== PROBLEM TO WORK ON ==
The full set of entries is to be returned word for word.

== SUPPLIED RECORDS ==
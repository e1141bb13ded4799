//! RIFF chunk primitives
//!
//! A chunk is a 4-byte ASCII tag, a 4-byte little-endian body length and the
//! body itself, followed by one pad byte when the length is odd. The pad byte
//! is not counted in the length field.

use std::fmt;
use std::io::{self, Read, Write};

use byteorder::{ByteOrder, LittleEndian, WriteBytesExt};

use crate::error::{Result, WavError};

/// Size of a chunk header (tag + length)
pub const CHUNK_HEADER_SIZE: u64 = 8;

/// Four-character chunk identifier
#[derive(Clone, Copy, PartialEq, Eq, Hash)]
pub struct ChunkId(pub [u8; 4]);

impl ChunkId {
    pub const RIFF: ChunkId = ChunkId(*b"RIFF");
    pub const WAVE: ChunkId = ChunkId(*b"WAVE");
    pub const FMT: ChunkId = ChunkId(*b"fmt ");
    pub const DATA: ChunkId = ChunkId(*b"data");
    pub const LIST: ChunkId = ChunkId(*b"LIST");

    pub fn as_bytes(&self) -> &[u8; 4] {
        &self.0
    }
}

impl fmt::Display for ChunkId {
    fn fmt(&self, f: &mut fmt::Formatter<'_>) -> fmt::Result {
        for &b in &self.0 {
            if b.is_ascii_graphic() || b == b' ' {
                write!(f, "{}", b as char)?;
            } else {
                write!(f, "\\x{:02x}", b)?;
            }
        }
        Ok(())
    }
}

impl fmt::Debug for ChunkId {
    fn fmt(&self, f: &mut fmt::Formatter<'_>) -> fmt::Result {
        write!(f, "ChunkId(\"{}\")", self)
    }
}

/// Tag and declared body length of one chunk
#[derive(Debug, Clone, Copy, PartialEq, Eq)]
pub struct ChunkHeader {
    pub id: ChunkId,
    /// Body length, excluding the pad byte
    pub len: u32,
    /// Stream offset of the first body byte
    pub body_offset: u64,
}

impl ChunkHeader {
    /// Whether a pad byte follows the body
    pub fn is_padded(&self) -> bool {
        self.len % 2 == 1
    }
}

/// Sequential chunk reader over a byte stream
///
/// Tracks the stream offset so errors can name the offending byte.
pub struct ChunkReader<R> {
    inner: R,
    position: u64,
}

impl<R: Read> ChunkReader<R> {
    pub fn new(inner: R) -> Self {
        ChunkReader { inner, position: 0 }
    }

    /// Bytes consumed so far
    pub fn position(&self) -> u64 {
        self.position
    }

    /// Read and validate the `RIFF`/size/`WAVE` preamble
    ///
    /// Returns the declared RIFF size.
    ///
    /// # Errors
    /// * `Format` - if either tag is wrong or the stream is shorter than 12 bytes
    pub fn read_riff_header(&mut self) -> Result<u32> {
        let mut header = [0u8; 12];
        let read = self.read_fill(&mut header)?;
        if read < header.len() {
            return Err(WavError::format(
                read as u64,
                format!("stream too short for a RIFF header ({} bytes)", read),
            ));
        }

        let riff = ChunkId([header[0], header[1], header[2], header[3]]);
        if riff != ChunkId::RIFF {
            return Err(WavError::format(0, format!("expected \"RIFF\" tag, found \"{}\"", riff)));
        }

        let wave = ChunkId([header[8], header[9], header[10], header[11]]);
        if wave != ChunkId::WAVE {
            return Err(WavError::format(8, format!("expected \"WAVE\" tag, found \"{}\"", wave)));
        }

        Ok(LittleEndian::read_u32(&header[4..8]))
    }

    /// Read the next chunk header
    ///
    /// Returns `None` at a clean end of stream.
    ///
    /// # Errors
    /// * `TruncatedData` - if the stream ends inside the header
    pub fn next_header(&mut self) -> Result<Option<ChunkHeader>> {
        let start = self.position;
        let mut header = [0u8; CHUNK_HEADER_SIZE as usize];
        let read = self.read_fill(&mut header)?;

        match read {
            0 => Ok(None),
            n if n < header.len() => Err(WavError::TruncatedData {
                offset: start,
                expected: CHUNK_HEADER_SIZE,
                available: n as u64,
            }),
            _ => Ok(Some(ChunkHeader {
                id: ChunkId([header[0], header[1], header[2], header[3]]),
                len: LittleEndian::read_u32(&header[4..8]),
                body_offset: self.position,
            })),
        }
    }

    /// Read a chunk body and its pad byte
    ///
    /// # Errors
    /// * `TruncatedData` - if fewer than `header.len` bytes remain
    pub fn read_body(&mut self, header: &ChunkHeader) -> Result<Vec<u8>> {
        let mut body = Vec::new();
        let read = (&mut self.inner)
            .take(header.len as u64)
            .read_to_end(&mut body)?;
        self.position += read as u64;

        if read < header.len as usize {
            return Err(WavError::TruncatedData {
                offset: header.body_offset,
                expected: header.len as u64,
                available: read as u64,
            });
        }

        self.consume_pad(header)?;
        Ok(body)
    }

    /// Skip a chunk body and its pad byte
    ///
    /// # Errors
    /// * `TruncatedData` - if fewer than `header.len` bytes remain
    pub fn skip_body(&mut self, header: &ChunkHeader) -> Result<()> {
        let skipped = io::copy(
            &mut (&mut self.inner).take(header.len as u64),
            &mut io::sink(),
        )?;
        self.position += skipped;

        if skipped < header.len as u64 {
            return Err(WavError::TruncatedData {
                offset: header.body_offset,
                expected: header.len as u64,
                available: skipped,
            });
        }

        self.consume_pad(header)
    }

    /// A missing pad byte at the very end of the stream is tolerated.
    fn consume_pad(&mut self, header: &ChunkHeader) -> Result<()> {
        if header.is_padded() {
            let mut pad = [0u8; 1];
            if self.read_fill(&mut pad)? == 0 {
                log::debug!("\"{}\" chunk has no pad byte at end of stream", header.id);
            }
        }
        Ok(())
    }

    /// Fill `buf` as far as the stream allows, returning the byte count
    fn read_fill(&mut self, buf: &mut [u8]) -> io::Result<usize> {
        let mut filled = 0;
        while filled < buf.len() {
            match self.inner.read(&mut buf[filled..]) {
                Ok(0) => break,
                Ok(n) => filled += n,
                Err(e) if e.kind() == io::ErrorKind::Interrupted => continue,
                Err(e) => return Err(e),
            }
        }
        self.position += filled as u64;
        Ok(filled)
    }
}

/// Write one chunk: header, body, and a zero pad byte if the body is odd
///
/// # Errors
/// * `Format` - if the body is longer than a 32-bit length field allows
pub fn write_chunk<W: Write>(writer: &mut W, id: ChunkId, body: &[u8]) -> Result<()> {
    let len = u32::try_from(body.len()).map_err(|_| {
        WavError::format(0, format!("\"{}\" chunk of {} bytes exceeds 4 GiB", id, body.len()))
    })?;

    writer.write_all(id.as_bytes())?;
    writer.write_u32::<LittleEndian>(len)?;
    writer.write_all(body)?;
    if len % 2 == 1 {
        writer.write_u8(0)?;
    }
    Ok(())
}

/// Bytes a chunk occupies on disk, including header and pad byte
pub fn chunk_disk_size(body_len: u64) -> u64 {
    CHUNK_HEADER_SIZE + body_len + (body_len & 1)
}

== ANSWER FOR THIS EXERCISE ==
repository e1141bb13ded4799
//! RIFF chunk primitives
//!
//! A chunk is a 4-byte ASCII tag, a 4-byte little-endian body length and the
//! body itself, followed by one pad byte when the length is odd. The pad byte
//! is not counted in the length field.

use std::fmt;
use std::io::{self, Read, Write};

use byteorder::{ByteOrder, LittleEndian, WriteBytesExt};

use crate::error::{Result, WavError};

/// Size of a chunk header (tag + length)
pub const CHUNK_HEADER_SIZE: u64 = 8;

/// Four-character chunk identifier
#[derive(Clone, Copy, PartialEq, Eq, Hash)]
pub struct ChunkId(pub [u8; 4]);

impl ChunkId {
    pub const RIFF: ChunkId = ChunkId(*b"RIFF");
    pub const WAVE: ChunkId = ChunkId(*b"WAVE");
    pub const FMT: ChunkId = ChunkId(*b"fmt ");
    pub const DATA: ChunkId = ChunkId(*b"data");
    pub const LIST: ChunkId = ChunkId(*b"LIST");

    pub fn as_bytes(&self) -> &[u8; 4] {
        &self.0
    }
}

impl fmt::Display for ChunkId {
    fn fmt(&self, f: &mut fmt::Formatter<'_>) -> fmt::Result {
        for &b in &self.0 {
            if b.is_ascii_graphic() || b == b' ' {
                write!(f, "{}", b as char)?;
            } else {
                write!(f, "\\x{:02x}", b)?;
            }
        }
        Ok(())
    }
}

impl fmt::Debug for ChunkId {
    fn fmt(&self, f: &mut fmt::Formatter<'_>) -> fmt::Result {
        write!(f, "ChunkId(\"{}\")", self)
    }
}

/// Tag and declared body length of one chunk
#[derive(Debug, Clone, Copy, PartialEq, Eq)]
pub struct ChunkHeader {
    pub id: ChunkId,
    /// Body length, excluding the pad byte
    pub len: u32,
    /// Stream offset of the first body byte
    pub body_offset: u64,
}

impl ChunkHeader {
    /// Whether a pad byte follows the body
    pub fn is_padded(&self) -> bool {
        self.len % 2 == 1
    }
}

/// Sequential chunk reader over a byte stream
///
/// Tracks the stream offset so errors can name the offending byte.
pub struct ChunkReader<R> {
    inner: R,
    position: u64,
}

impl<R: Read> ChunkReader<R> {
    pub fn new(inner: R) -> Self {
        ChunkReader { inner, position: 0 }
    }

    /// Bytes consumed so far
    pub fn position(&self) -> u64 {
        self.position
    }

    /// Read and validate the `RIFF`/size/`WAVE` preamble
    ///
    /// Returns the declared RIFF size.
    ///
    /// # Errors
    /// * `Format` - if either tag is wrong or the stream is shorter than 12 bytes
    pub fn read_riff_header(&mut self) -> Result<u32> {
        let mut header = [0u8; 12];
        let read = self.read_fill(&mut header)?;
        if read < header.len() {
            return Err(WavError::format(
                read as u64,
                format!("stream too short for a RIFF header ({} bytes)", read),
            ));
        }

        let riff = ChunkId([header[0], header[1], header[2], header[3]]);
        if riff != ChunkId::RIFF {
            return Err(WavError::format(0, format!("expected \"RIFF\" tag, found \"{}\"", riff)));
        }

        let wave = ChunkId([header[8], header[9], header[10], header[11]]);
        if wave != ChunkId::WAVE {
            return Err(WavError::format(8, format!("expected \"WAVE\" tag, found \"{}\"", wave)));
        }

        Ok(LittleEndian::read_u32(&header[4..8]))
    }

    /// Read the next chunk header
    ///
    /// Returns `None` at a clean end of stream.
    ///
    /// # Errors
    /// * `TruncatedData` - if the stream ends inside the header
    pub fn next_header(&mut self) -> Result<Option<ChunkHeader>> {
        let start = self.position;
        let mut header = [0u8; CHUNK_HEADER_SIZE as usize];
        let read = self.read_fill(&mut header)?;

        match read {
            0 => Ok(None),
            n if n < header.len() => Err(WavError::TruncatedData {
                offset: start,
                expected: CHUNK_HEADER_SIZE,
                available: n as u64,
            }),
            _ => Ok(Some(ChunkHeader {
                id: ChunkId([header[0], header[1], header[2], header[3]]),
                len: LittleEndian::read_u32(&header[4..8]),
                body_offset: self.position,
            })),
        }
    }

    /// Read a chunk body and its pad byte
    ///
    /// # Errors
    /// * `TruncatedData` - if fewer than `header.len` bytes remain
    pub fn read_body(&mut self, header: &ChunkHeader) -> Result<Vec<u8>> {
        let mut body = Vec::new();
        let read = (&mut self.inner)
            .take(header.len as u64)
            .read_to_end(&mut body)?;
        self.position += read as u64;

        if read < header.len as usize {
            return Err(WavError::TruncatedData {
                offset: header.body_offset,
                expected: header.len as u64,
                available: read as u64,
            });
        }

        self.consume_pad(header)?;
        Ok(body)
    }

    /// Skip a chunk body and its pad byte
    ///
    /// # Errors
    /// * `TruncatedData` - if fewer than `header.len` bytes remain
    pub fn skip_body(&mut self, header: &ChunkHeader) -> Result<()> {
        let skipped = io::copy(
            &mut (&mut self.inner).take(header.len as u64),
            &mut io::sink(),
        )?;
        self.position += skipped;

        if skipped < header.len as u64 {
            return Err(WavError::TruncatedData {
                offset: header.body_offset,
                expected: header.len as u64,
                available: skipped,
            });
        }

        self.consume_pad(header)
    }

    /// A missing pad byte at the very end of the stream is tolerated.
    fn consume_pad(&mut self, header: &ChunkHeader) -> Result<()> {
        if header.is_padded() {
            let mut pad = [0u8; 1];
            if self.read_fill(&mut pad)? == 0 {
                log::debug!("\"{}\" chunk has no pad byte at end of stream", header.id);
            }
        }
        Ok(())
    }

    /// Fill `buf` as far as the stream allows, returning the byte count
    fn read_fill(&mut self, buf: &mut [u8]) -> io::Result<usize> {
        let mut filled = 0;
        while filled < buf.len() {
            match self.inner.read(&mut buf[filled..]) {
                Ok(0) => break,
                Ok(n) => filled += n,
                Err(e) if e.kind() == io::ErrorKind::Interrupted => continue,
                Err(e) => return Err(e),
            }
        }
        self.position += filled as u64;
        Ok(filled)
    }
}

/// Write one chunk: header, body, and a zero pad byte if the body is odd
///
/// # Errors
/// * `Format` - if the body is longer than a 32-bit length field allows
pub fn write_chunk<W: Write>(writer: &mut W, id: ChunkId, body: &[u8]) -> Result<()> {
    let len = u32::try_from(body.len()).map_err(|_| {
        WavError::format(0, format!("\"{}\" chunk of {} bytes exceeds 4 GiB", id, body.len()))
    })?;

    writer.write_all(id.as_bytes())?;
    writer.write_u32::<LittleEndian>(len)?;
    writer.write_all(body)?;
    if len % 2 == 1 {
        writer.write_u8(0)?;
    }
    Ok(())
}

/// Bytes a chunk occupies on disk, including header and pad byte
pub fn chunk_disk_size(body_len: u64) -> u64 {
    CHUNK_HEADER_SIZE + body_len + (body_len & 1)
}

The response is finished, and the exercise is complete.